The hacker claimed to have stolen nearly a million user records, including names, dates of birth, plaintext stored passwords and around 415,000 unique email addresses, which iD Tech didn’t argue when contacted by email. This may equal the count of each parent with one or more children in Tech Camp classes.
Some parents only found out on March 6 when data breach notification services like Have I Been Pwned obtained the data and sent notifications to the families concerned. Other parents found out when other services, like Firefox or their device’s security software, informed them that their information had been found in the hacked data.
A parent, who learned from a breach notification service that their data had been stolen, tells TechCrunch that the stolen information is just part of the data iD Tech collects about account holders and children. who use its platform, including gender, billing information and certain health data, such as vaccinations.

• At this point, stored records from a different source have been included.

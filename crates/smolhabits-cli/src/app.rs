use std::sync::Arc;

use smolhabits_core::{
    Config, CountdownService, Event, Habit, HabitSession, HabitTemplates, LogNotifier,
    NotificationDispatcher, Notifier, ReminderScheduler, ReminderWorker, TokioTaskRunner,
};
use tokio::runtime::Handle;
use tokio::sync::mpsc::{unbounded_channel, UnboundedReceiver};

use crate::notifier::DesktopNotifier;

/// A wired-up session plus the stream of asynchronous events it produces
/// (reminder firings, countdown ticks).
pub struct App {
    pub session: HabitSession<TokioTaskRunner>,
    pub events: UnboundedReceiver<Event>,
    pub config: Config,
}

impl App {
    /// Must be called from inside a tokio runtime.
    pub fn new(config: Config) -> Self {
        let dispatcher = Arc::new(NotificationDispatcher::new(notifier_for(&config)));
        let (tx, events) = unbounded_channel();

        let worker = ReminderWorker::new(Arc::clone(&dispatcher)).with_events(tx.clone());
        let runner = TokioTaskRunner::new(Handle::current(), worker);

        let mut countdown = CountdownService::new(Handle::current(), tx);
        if config.notifications.enabled && config.pomodoro.status_notifications {
            countdown = countdown.with_status_notifications(dispatcher);
        }

        Self {
            session: HabitSession::new(ReminderScheduler::new(runner), countdown),
            events,
            config,
        }
    }
}

fn notifier_for(config: &Config) -> Arc<dyn Notifier> {
    if config.notifications.enabled {
        Arc::new(DesktopNotifier::new(config.notifications.app_name.clone()))
    } else {
        Arc::new(LogNotifier)
    }
}

/// A template by id, or an ad-hoc habit named after the input.
pub fn resolve_habit(input: &str) -> Habit {
    HabitTemplates::find(input).unwrap_or_else(|| {
        let name = input.trim();
        let id = name.to_ascii_lowercase().replace(char::is_whitespace, "_");
        Habit::new(id, name, "", "")
    })
}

The parent said the hacked data must be linked to the child’s date of birth as they never provided their own.
The parent said iD Tech had not yet notified them of the breach. When the parent company contacted the company to inquire, iD Tech claimed that it had already notified the affected account holders.
Indeed, iD Tech has not publicly acknowledged the breach, either on its website or on any of its social media channels. And there is also no evidence that iD Tech notified affected account holders of the breach.
When contacted by email, iD Tech CEO Pete Ingram-Cauchi declined to explain why the company has not publicly acknowledged the breach. When asked, Ingram-Cauchi declined to provide a copy of the communication iD Tech claims to have sent to the parents. The company declined to say whether the breach was reported to state attorneys general’s offices in accordance with data breach notification laws.
Instead, iD Tech provided a brief statement from a generic company email address declining to comment, citing its ongoing investigation. The sender of the email declined to provide their name for this story.
Ingram-Cauchi did not respond to a follow-up email.